When informed of his error by Elizabeth Gaskell in a letter, Arnold replied, “I am almost sorry you told me about the place of their burial. It really seems to me to put the finishing touch to the strange cross-grained character of the fortunes of that ill-fated family that they should even be placed after death in the wrong, uncongenial spot” (qtd in The Critical Spirit and the Will to Believe, Palgrave Macmillan, 2014, eds David Jasper and T. R. Wright). One can see why Arnold wanted to envisage these children of the moors resting outside, exposed to the elements they adored and featured in their literary works rather than boxed in and couped up in the dark and gloomy atmosphere of the church vault.

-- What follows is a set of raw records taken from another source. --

//! Splits a decoded image into inference-sized chunks.
//!
//! Without a model tile size the image is cut into full-width horizontal
//! strips sized by a pixel budget ([`ChunkLevel`]). With a tile size it is
//! zero-padded to whole tiles and cut into a row-major grid.

use serde::{Deserialize, Serialize};
use tracing::{debug, warn};

use crate::error::PipelineError;
use crate::model::Model;
use crate::queue::ChunkQueue;
use crate::tensor_codec::{extract_alpha, pixels_to_tensor};
use crate::tiling::{padded_image_data, TileGrid};
use crate::types::{ImageData, TensorBuffer, RGBA_CHANNELS};

/// Discrete per-chunk pixel budgets.
#[derive(Debug, Clone, Copy, Default, PartialEq, Eq, Serialize, Deserialize)]
#[serde(from = "u8", into = "u8")]
pub enum ChunkLevel {
    Level1,
    #[default]
    Level2,
    Level3,
    Level4,
}

impl ChunkLevel {
    /// Map a 1-4 level, falling back to level 1 for anything else.
    pub fn from_level(level: u8) -> Self {
        match level {
            1 => Self::Level1,
            2 => Self::Level2,
            3 => Self::Level3,
            4 => Self::Level4,
            other => {
                warn!(level = other, "Chunk level must be between 1 and 4; using level 1");
                Self::Level1
            }
        }
    }

    pub fn level(self) -> u8 {
        match self {
            Self::Level1 => 1,
            Self::Level2 => 2,
            Self::Level3 => 3,
            Self::Level4 => 4,
        }
    }

    /// Target pixels per chunk.
    pub fn pixel_budget(self) -> usize {
        match self {
            Self::Level1 => 40_000,
            Self::Level2 => 160_000,
            Self::Level3 => 640_000,
            Self::Level4 => 1_440_000,
        }
    }
}

impl From<u8> for ChunkLevel {
    fn from(level: u8) -> Self {
        Self::from_level(level)
    }
}

impl From<ChunkLevel> for u8 {
    fn from(level: ChunkLevel) -> Self {
        level.level()
    }
}

/// What a chunk carries into inference.
#[derive(Debug, Clone, PartialEq)]
pub enum ChunkPayload {
    /// Interleaved 8-bit pixels, converted to a tensor right before inference.
    Pixels { data: Vec<u8>, channels: usize },
    /// Tensor already in the model's layout and element type.
    Tensor(TensorBuffer),
}

/// One unit of inference work.
#[derive(Debug, Clone, PartialEq)]
pub struct ChunkData {
    pub index: usize,
    pub payload: ChunkPayload,
    pub width: usize,
    pub height: usize,
    /// Input dimensions placed according to the model layout.
    pub dims: [usize; 4],
}

impl ChunkData {
    /// Consume the chunk and produce the model input tensor.
    pub fn into_tensor(self, model: &Model) -> Result<TensorBuffer, PipelineError> {
        match self.payload {
            ChunkPayload::Pixels { data, channels } => {
                pixels_to_tensor(&data, channels, self.width, self.height, model)
            }
            ChunkPayload::Tensor(tensor) => Ok(tensor),
        }
    }
}

/// How chunk outputs must be put back together.
#[derive(Debug, Clone, Copy, PartialEq, Eq, Serialize, Deserialize)]
#[serde(rename_all = "snake_case", tag = "kind")]
pub enum InsertStrategy {
    Vertical,
    Tile { grid: TileGrid, tile_size: usize },
}

/// Alpha bytes held back from a 4-channel input fed to a 3-channel model.
#[derive(Debug, Clone, PartialEq, Eq)]
pub struct AlphaPlane {
    pub data: Vec<u8>,
    pub width: usize,
    pub height: usize,
}

/// Bookkeeping the assembler needs to reverse a slicing pass.
#[derive(Debug, Clone, PartialEq)]
pub struct SlicePlan {
    pub strategy: InsertStrategy,
    /// Width of the buffer chunks were cut from (padded width for tiles).
    pub source_width: usize,
    pub source_height: usize,
    /// Image size before tile padding.
    pub pre_padding: Option<(usize, usize)>,
    pub alpha: Option<AlphaPlane>,
}

#[derive(Debug)]
pub struct SliceResult {
    pub queue: ChunkQueue,
    pub plan: SlicePlan,
}

#[derive(Debug, Clone, Copy, PartialEq, Eq)]
pub struct Slicer {
    chunk_size: usize,
    preserve_alpha: bool,
}

impl Default for Slicer {
    fn default() -> Self {
        Self::new(ChunkLevel::default())
    }
}

impl Slicer {
    pub fn new(level: ChunkLevel) -> Self {
        Self {
            chunk_size: level.pixel_budget(),
            preserve_alpha: true,
        }
    }

    /// Use an explicit pixel budget instead of a level.
    pub fn with_chunk_size(mut self, pixels: usize) -> Self {
        self.chunk_size = pixels.max(1);
        self
    }

    pub fn with_preserve_alpha(mut self, preserve: bool) -> Self {
        self.preserve_alpha = preserve;
        self
    }

    pub fn chunk_size(&self) -> usize {
        self.chunk_size
    }

    pub fn slice(&self, image: &ImageData, model: &Model) -> Result<SliceResult, PipelineError> {
        if !(3..=4).contains(&image.channels) {
            return Err(PipelineError::InvalidInputShape(format!(
                "expected 3 or 4 channels, got {}",
                image.channels
            )));
        }
        if image.width == 0 || image.height == 0 || !image.is_consistent() {
            return Err(PipelineError::InvalidInputShape(format!(
                "{} bytes do not describe a {}x{}x{} image",
                image.data.len(),
                image.width,
                image.height,
                image.channels
            )));
        }

        let alpha = (self.preserve_alpha
            && model.channel == 3
            && image.channels == RGBA_CHANNELS)
            .then(|| AlphaPlane {
                data: extract_alpha(&image.data),
                width: image.width,
                height: image.height,
            });

        let mut queue = ChunkQueue::new();
        if model.tile_size == Some(0) {
            return Err(PipelineError::Validation {
                fields: vec!["tileSize (must be positive)".to_string()],
            });
        }

        let plan = match model.tile_size {
            None => {
                let strips = slice_vertical(
                    &image.data,
                    image.width,
                    image.height,
                    image.channels,
                    self.chunk_size,
                );
                for (index, (data, height)) in strips.into_iter().enumerate() {
                    queue.push(ChunkData {
                        index,
                        payload: ChunkPayload::Pixels {
                            data,
                            channels: image.channels,
                        },
                        width: image.width,
                        height,
                        dims: model.chunk_dims(height, image.width),
                    });
                }
                SlicePlan {
                    strategy: InsertStrategy::Vertical,
                    source_width: image.width,
                    source_height: image.height,
                    pre_padding: None,
                    alpha,
                }
            }
            Some(tile) => {
                let tiles = slice_tiles(&image.data, image.width, image.height, image.channels, tile);
                for (index, data) in tiles.tiles.into_iter().enumerate() {
                    queue.push(ChunkData {
                        index,
                        payload: ChunkPayload::Pixels {
                            data,
                            channels: image.channels,
                        },
                        width: tile,
                        height: tile,
                        dims: model.chunk_dims(tile, tile),
                    });
                }
                SlicePlan {
                    strategy: InsertStrategy::Tile {
                        grid: tiles.grid,
                        tile_size: tile,
                    },
                    source_width: tiles.grid.x * tile,
                    source_height: tiles.grid.y * tile,
                    pre_padding: Some((image.width, image.height)),
                    alpha,
                }
            }
        };

        debug!(
            chunks = queue.len(),
            strategy = ?plan.strategy,
            width = image.width,
            height = image.height,
            alpha_retained = plan.alpha.is_some(),
            "Sliced input image"
        );

        Ok(SliceResult { queue, plan })
    }

    /// Wrap a pre-built tensor as a single chunk.
    pub fn slice_tensor(
        &self,
        tensor: TensorBuffer,
        width: usize,
        height: usize,
        model: &Model,
    ) -> SliceResult {
        let mut queue = ChunkQueue::new();
        queue.push(ChunkData {
            index: 0,
            payload: ChunkPayload::Tensor(tensor),
            width,
            height,
            dims: model.chunk_dims(height, width),
        });
        SliceResult {
            queue,
            plan: SlicePlan {
                strategy: InsertStrategy::Vertical,
                source_width: width,
                source_height: height,
                pre_padding: None,
                alpha: None,
            },
        }
    }
}

/// Cut full-width strips of roughly `chunk_size` pixels off the front of `pixels`.
///
/// Returns each strip's bytes with its height. The last strip absorbs
/// whatever rows remain.
pub fn slice_vertical(
    pixels: &[u8],
    width: usize,
    height: usize,
    channels: usize,
    chunk_size: usize,
) -> Vec<(Vec<u8>, usize)> {
    if width * height <= chunk_size {
        return vec![(pixels.to_vec(), height)];
    }

    let chunk_height = ((chunk_size as f64 / width as f64).round() as usize).max(1);
    let row_bytes = width * channels;
    let slice_bytes = row_bytes * chunk_height;

    let mut strips = Vec::new();
    let mut rest = pixels;
    while rest.len() >= slice_bytes {
        let (head, tail) = rest.split_at(slice_bytes);
        strips.push((head.to_vec(), chunk_height));
        rest = tail;
    }
    if !rest.is_empty() {
        strips.push((rest.to_vec(), rest.len() / row_bytes));
    }

    strips
}

pub struct TileSlices {
    pub tiles: Vec<Vec<u8>>,
    pub grid: TileGrid,
}

/// Pad to whole tiles and cut the grid row-major, x fastest.
pub fn slice_tiles(
    pixels: &[u8],
    width: usize,
    height: usize,
    channels: usize,
    tile: usize,
) -> TileSlices {
    let (padded, dims) = padded_image_data(pixels, width, height, channels, tile);
    let grid = TileGrid {
        x: dims.width / tile,
        y: dims.height / tile,
    };

    let src_stride = dims.width * channels;
    let tile_stride = tile * channels;
    let mut tiles = Vec::with_capacity(grid.tile_count());
    for ty in 0..grid.y {
        for tx in 0..grid.x {
            let mut data = Vec::with_capacity(tile_stride * tile);
            for row in 0..tile {
                let start = (ty * tile + row) * src_stride + tx * tile_stride;
                data.extend_from_slice(&padded[start..start + tile_stride]);
            }
            tiles.push(data);
        }
    }

    TileSlices { tiles, grid }
}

The only exception to this is the youngest sibling, Anne, who rests outside in the open air of St. Mary’s churchyard, Scarborough. Following Anne’s death on 28th May 1849, Charlotte Brontë made the decision to bury her sister where she had fallen in Scarborough in order to spare her ageing father from the agony of burying his third child in just a few months (Branwell and Emily both died in 1848). Anne’s actual resting place in the shadow of the castle, on a cliff overlooking the sea would have made a good subject for Arnold’s poetry as it has the romantic element that he portrayed in “Haworth Churchyard”. It also has the added bonus of being true. In my opinion, the site doesn’t need romanticising as it is a perfect spot to rest. Charlotte chose wisely for her sister, and I am sure Anne would have appreciated the gesture despite the pain of leaving Anne behind. However, Anne’s grave attracts visitors all year round, ensuring that the youngest Brontë will be neither lonely, nor forgotten.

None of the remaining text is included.